Claiming a Tax Credit for Non-Child Dependents

In January 2019, the 2017 Tax Cuts and Job Act was eliminated, meaning a person can no longer claim a parent as a dependent – which in part means you will not be getting that $4,000+ exemption on your taxes next year. You may be able to claim a $500 tax credit for non-child dependents though, if they meet eligibility requirements.

No longer can you claim a non-child dependent as your dependent, but you may be able to claim a $500 tax credit.

There are five tests to determine eligibility.The non-child dependent must:

  • be a citizen or resident of the United States or a resident of Canada or Mexico,
  • be related to you, such as your parent, in-laws and step-parents, but a foster parent must live in your household for one year before eligible,
  • not file a joint return. If the non-child dependent is married, he/she must file separately. There is an exception if the parent is filing jointly, but has no tax liability,
  • not have a gross income of $4,250 a year or more. This does not include tax-exempt Social Security income, and
  • lastly, you must provide more than half of the support of your non-child dependent during the year. Support includes amounts spent on food, housing, clothing, medical and dental care, medication, insurance, recreation, transportation, education and other similar necessities.

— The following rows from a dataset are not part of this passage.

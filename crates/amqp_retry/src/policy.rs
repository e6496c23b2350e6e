// Copyright (c) Microsoft Corporation.
// Licensed under the MIT License.

use std::time::Duration;

use crate::constants::SERVER_BUSY_BASE_WAIT;
use crate::{ErrorCondition, ExponentialRetry, Retryable};

/// Decides whether, and after how long, a failed AMQP operation should be retried.
///
/// A policy owns the retry counter of one operation chain, such as the attempts to open one
/// link. The caller drives it:
///
/// 1. After a failed attempt, call [`increment_retry_count`][Self::increment_retry_count].
/// 2. Ask [`next_retry_interval_for`][Self::next_retry_interval_for] (or
///    [`next_retry_interval`][Self::next_retry_interval]) how long to wait, passing the time
///    left until the operation deadline.
/// 3. On `Some(delay)`, sleep for `delay` and try again. On `None`, give up and surface the
///    last failure.
/// 4. When the chain succeeds and the policy is reused, call [`reset`][Self::reset].
///
/// Because the count is incremented before each interval request, a retry ceiling of `N`
/// grants at most `N - 1` retries after the first failure: once the count reaches `N`, no
/// interval is granted.
///
/// The policy never sleeps, performs no I/O, and has no clock of its own; the remaining time
/// budget passed on every call is the only notion of time it has.
///
/// # Thread Safety
///
/// Mutating methods take `&mut self`, so a policy is driven by one task at a time. Concurrent
/// operation chains each need their own policy: [`Clone`] a configured policy, or call
/// [`default_retry`][Self::default_retry] again, instead of sharing one.
///
/// # Examples
///
/// ```rust
/// use std::time::Duration;
///
/// use amqp_retry::{AmqpError, ErrorCondition, RetryPolicy};
///
/// let mut policy = RetryPolicy::default_retry();
/// let error = AmqpError::new(ErrorCondition::Timeout, "link attach timed out");
///
/// assert_eq!(policy.increment_retry_count(), 0);
/// let delay = policy.next_retry_interval_for(&error, Duration::from_secs(60));
/// assert!(delay.is_some());
///
/// let denied = AmqpError::new(ErrorCondition::UnauthorizedAccess, "token expired");
/// assert_eq!(policy.next_retry_interval_for(&denied, Duration::from_secs(60)), None);
/// ```
#[derive(Debug, Clone, PartialEq, Eq, Hash)]
pub enum RetryPolicy {
    /// Retries are disabled: no interval is ever granted and no retries are counted.
    NoRetry,

    /// Exponential backoff with jitter.
    Exponential(ExponentialRetry),
}

impl RetryPolicy {
    /// Returns a new exponential policy configured with the production defaults.
    ///
    /// See [`DEFAULT_MIN_BACKOFF`][crate::DEFAULT_MIN_BACKOFF],
    /// [`DEFAULT_MAX_BACKOFF`][crate::DEFAULT_MAX_BACKOFF], and
    /// [`DEFAULT_MAX_RETRY_COUNT`][crate::DEFAULT_MAX_RETRY_COUNT]. Every call returns a fresh,
    /// independent instance.
    #[must_use]
    pub fn default_retry() -> Self {
        Self::Exponential(ExponentialRetry::default())
    }

    /// Returns a policy that never retries.
    #[must_use]
    pub fn no_retry() -> Self {
        Self::NoRetry
    }

    /// Counts one more retry and returns the count before the increment.
    ///
    /// The first call on a fresh policy returns `0`, which callers use to recognize the first
    /// failure of a chain. [`RetryPolicy::NoRetry`] always returns `0` and counts nothing.
    pub fn increment_retry_count(&mut self) -> u32 {
        match self {
            Self::NoRetry => 0,
            Self::Exponential(retry) => retry.increment_retry_count(),
        }
    }

    /// Returns the number of retries counted so far.
    #[must_use]
    pub fn retry_count(&self) -> u32 {
        match self {
            Self::NoRetry => 0,
            Self::Exponential(retry) => retry.retry_count(),
        }
    }

    /// Returns the retry ceiling.
    #[must_use]
    pub fn max_retry_count(&self) -> u32 {
        match self {
            Self::NoRetry => 0,
            Self::Exponential(retry) => retry.max_retry_count(),
        }
    }

    /// Sets the retry count back to zero so the policy can serve a new operation chain.
    ///
    /// The configuration is left untouched.
    pub fn reset(&mut self) {
        match self {
            Self::NoRetry => {}
            Self::Exponential(retry) => retry.reset(),
        }
    }

    /// Computes how long to wait before the next attempt.
    ///
    /// `base_wait` is added to the computed backoff before clamping. Returns `None` when
    /// retries are disabled, when the retry ceiling has been reached, or when the interval
    /// would not fit into `remaining`. The retry count is not changed.
    #[must_use]
    pub fn next_retry_interval(&self, base_wait: Duration, remaining: Duration) -> Option<Duration> {
        match self {
            Self::NoRetry => None,
            Self::Exponential(retry) => retry.next_retry_interval(base_wait, remaining),
        }
    }

    /// Computes how long to wait before retrying after `error`.
    ///
    /// Permanent failures are never retried, regardless of the remaining attempts or time.
    /// Failures reporting [`ErrorCondition::ServerBusy`] wait an extra
    /// [`SERVER_BUSY_BASE_WAIT`][crate::SERVER_BUSY_BASE_WAIT]. Otherwise this behaves like
    /// [`next_retry_interval`][Self::next_retry_interval] with no base wait.
    #[must_use]
    pub fn next_retry_interval_for(&self, error: &impl Retryable, remaining: Duration) -> Option<Duration> {
        if !error.is_transient() {
            emit_permanent(error, self.retry_count());
            return None;
        }

        let base_wait = match error.condition() {
            Some(ErrorCondition::ServerBusy) => SERVER_BUSY_BASE_WAIT,
            _ => Duration::ZERO,
        };

        self.next_retry_interval(base_wait, remaining)
    }
}

impl Default for RetryPolicy {
    fn default() -> Self {
        Self::default_retry()
    }
}

impl From<ExponentialRetry> for RetryPolicy {
    fn from(retry: ExponentialRetry) -> Self {
        Self::Exponential(retry)
    }
}

#[cfg_attr(
    not(any(feature = "logs", test)),
    expect(unused_variables, reason = "unused when logs feature not used")
)]
fn emit_permanent(error: &impl Retryable, retry_count: u32) {
    #[cfg(any(feature = "logs", test))]
    {
        let condition = error.condition().map_or("none", ErrorCondition::symbol);
        let context = error.context().map(ToString::to_string).unwrap_or_default();

        tracing::event!(
            name: "amqp_retry.retry_denied",
            tracing::Level::DEBUG,
            reason = "permanent_error",
            retry.count = retry_count,
            error.condition = condition,
            error.context = %context,
        );
    }
}

#[cfg_attr(coverage_nightly, coverage(off))]
#[cfg(test)]
mod tests {
    use std::collections::HashSet;

    use rstest::rstest;
    use static_assertions::assert_impl_all;

    use super::*;
    use crate::rnd::Rnd;
    use crate::testing::LogCapture;
    use crate::{AmqpError, DEFAULT_MAX_RETRY_COUNT, ErrorContext};

    assert_impl_all!(RetryPolicy: Send, Sync, Clone, Default, Eq, std::hash::Hash, std::fmt::Debug);

    const SIXTY_SECONDS: Duration = Duration::from_secs(60);

    fn exponential(min_secs: u64, max_secs: u64, max_retry_count: u32) -> RetryPolicy {
        ExponentialRetry::new(Duration::from_secs(min_secs), Duration::from_secs(max_secs), max_retry_count)
            .unwrap()
            .into()
    }

    fn fixed_jitter(min_secs: u64, max_secs: u64, max_retry_count: u32) -> RetryPolicy {
        ExponentialRetry::new(Duration::from_secs(min_secs), Duration::from_secs(max_secs), max_retry_count)
            .unwrap()
            .with_rnd(Rnd::new_fixed(0.5))
            .into()
    }

    #[test]
    fn no_retry_never_grants_wait() {
        let mut policy = RetryPolicy::no_retry();

        for _ in 0..5 {
            assert_eq!(policy.increment_retry_count(), 0);
        }

        assert_eq!(policy.retry_count(), 0);
        assert_eq!(policy.max_retry_count(), 0);
        assert_eq!(policy.next_retry_interval(Duration::ZERO, Duration::MAX), None);
        assert_eq!(
            policy.next_retry_interval_for(&AmqpError::transient("dropped"), Duration::MAX),
            None
        );

        policy.reset();
        assert_eq!(policy, RetryPolicy::NoRetry);
    }

    #[test]
    fn default_increments_and_resets() {
        let mut policy = RetryPolicy::default_retry();

        assert_eq!(policy.increment_retry_count(), 0);
        assert_eq!(policy.increment_retry_count(), 1);
        assert_eq!(policy.increment_retry_count(), 2);
        assert_eq!(policy.retry_count(), 3);

        policy.reset();
        assert_eq!(policy.retry_count(), 0);
        assert_eq!(policy.increment_retry_count(), 0);
        assert_eq!(policy.max_retry_count(), DEFAULT_MAX_RETRY_COUNT);
    }

    #[test]
    fn default_ceiling_denies_retry() {
        let mut policy = RetryPolicy::default_retry();

        for _ in 0..policy.max_retry_count() {
            policy.increment_retry_count();
        }

        assert_eq!(policy.retry_count(), DEFAULT_MAX_RETRY_COUNT);
        assert_eq!(policy.next_retry_interval(Duration::ZERO, SIXTY_SECONDS), None);
        assert_eq!(
            policy.next_retry_interval_for(&AmqpError::new(ErrorCondition::Timeout, "slow"), SIXTY_SECONDS),
            None
        );
    }

    #[test]
    fn factories_return_independent_instances() {
        let mut first = RetryPolicy::default_retry();
        let second = RetryPolicy::default_retry();

        first.increment_retry_count();

        assert_eq!(second.retry_count(), 0);
        assert_ne!(first, second);
        assert_eq!(RetryPolicy::default(), second);
    }

    #[rstest]
    #[case(ErrorCondition::UnauthorizedAccess)]
    #[case(ErrorCondition::NotFound)]
    #[case(ErrorCondition::ArgumentError)]
    #[case(ErrorCondition::LinkStolen)]
    fn permanent_condition_short_circuits(#[case] condition: ErrorCondition) {
        let policy = exponential(0, 30, 10);
        let error = AmqpError::new(condition, "rejected");

        assert_eq!(policy.retry_count(), 0);
        assert_eq!(policy.next_retry_interval_for(&error, Duration::MAX), None);
    }

    #[test]
    fn classification_override_is_respected() {
        let policy = fixed_jitter(15, 45, 4);

        let permanent_timeout = AmqpError::new(ErrorCondition::Timeout, "slow").retryable(false);
        assert_eq!(policy.next_retry_interval_for(&permanent_timeout, SIXTY_SECONDS), None);

        let transient_not_found = AmqpError::new(ErrorCondition::NotFound, "creating").retryable(true);
        assert!(policy.next_retry_interval_for(&transient_not_found, SIXTY_SECONDS).is_some());
    }

    #[test]
    fn server_busy_adds_base_wait() {
        let mut policy = fixed_jitter(15, 45, 4);
        policy.increment_retry_count();

        let timeout = AmqpError::new(ErrorCondition::Timeout, "slow");
        let busy = AmqpError::new(ErrorCondition::ServerBusy, "throttled");

        // 15s + 30s * 2^(1 - 4), centered jitter
        assert_eq!(
            policy.next_retry_interval_for(&timeout, SIXTY_SECONDS),
            Some(Duration::from_millis(18_750))
        );
        assert_eq!(
            policy.next_retry_interval_for(&busy, SIXTY_SECONDS),
            Some(Duration::from_millis(18_750) + SERVER_BUSY_BASE_WAIT)
        );
    }

    #[test]
    fn clone_equal_at_creation() {
        let mut policy = exponential(15, 45, 4);
        policy.increment_retry_count();

        let clone = policy.clone();

        assert_eq!(clone, policy);
        assert_eq!(clone.retry_count(), policy.retry_count());
        assert_eq!(clone.max_retry_count(), policy.max_retry_count());

        let set: HashSet<_> = [policy, clone].into_iter().collect();
        assert_eq!(set.len(), 1);
    }

    #[test]
    fn clone_diverges_independently() {
        let error = AmqpError::new(ErrorCondition::Timeout, "slow");
        let mut policy = exponential(15, 45, 5);
        policy.increment_retry_count();

        let mut clone = policy.clone();

        policy.increment_retry_count();
        clone.increment_retry_count();
        clone.increment_retry_count();
        clone.increment_retry_count();

        let interval = policy.next_retry_interval_for(&error, SIXTY_SECONDS).unwrap();
        let clone_interval = clone.next_retry_interval_for(&error, SIXTY_SECONDS).unwrap();

        assert_eq!(policy.retry_count(), 2);
        assert_eq!(clone.retry_count(), 4);
        assert_ne!(policy, clone);
        assert!(clone_interval > interval, "{clone_interval:?} <= {interval:?}");
    }

    #[test]
    fn permanent_denial_is_logged_with_context() {
        let capture = LogCapture::new();
        let _guard = tracing::subscriber::set_default(capture.subscriber());

        let policy = exponential(0, 30, 10);
        let error = AmqpError::new(ErrorCondition::UnauthorizedAccess, "token expired")
            .with_context(ErrorContext::new("contoso.servicebus.windows.net").entity_path("orders"));

        assert_eq!(policy.next_retry_interval_for(&error, SIXTY_SECONDS), None);

        capture.assert_contains("permanent_error");
        capture.assert_contains("amqp:unauthorized-access");
        capture.assert_field("error.context", "contoso.servicebus.windows.net/orders");
    }

    #[test]
    fn exhausted_and_deadline_denials_are_logged() {
        let capture = LogCapture::new();
        let _guard = tracing::subscriber::set_default(capture.subscriber());

        let mut policy = fixed_jitter(15, 45, 1);
        assert_eq!(policy.next_retry_interval(Duration::ZERO, Duration::from_secs(1)), None);
        capture.assert_contains("deadline");

        policy.increment_retry_count();
        assert_eq!(policy.next_retry_interval(Duration::ZERO, SIXTY_SECONDS), None);
        capture.assert_contains("retries_exhausted");
    }
}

Keep in mind, to claim a non-child dependent’s medical expenses you must make DIRECT payments to the medical service providers, not simply reimburse your parent for the expenses. These medical expenses include, but are not limited to, health insurance premiums (the non-child dependent must have their own medical insurance and cannot be a dependent on your medical plan), out-of-pocket medical expenses, co-pays, deductibles, etc. Qualified long-term care (LTC) insurance premiums are also eligible, subject to age-based limits.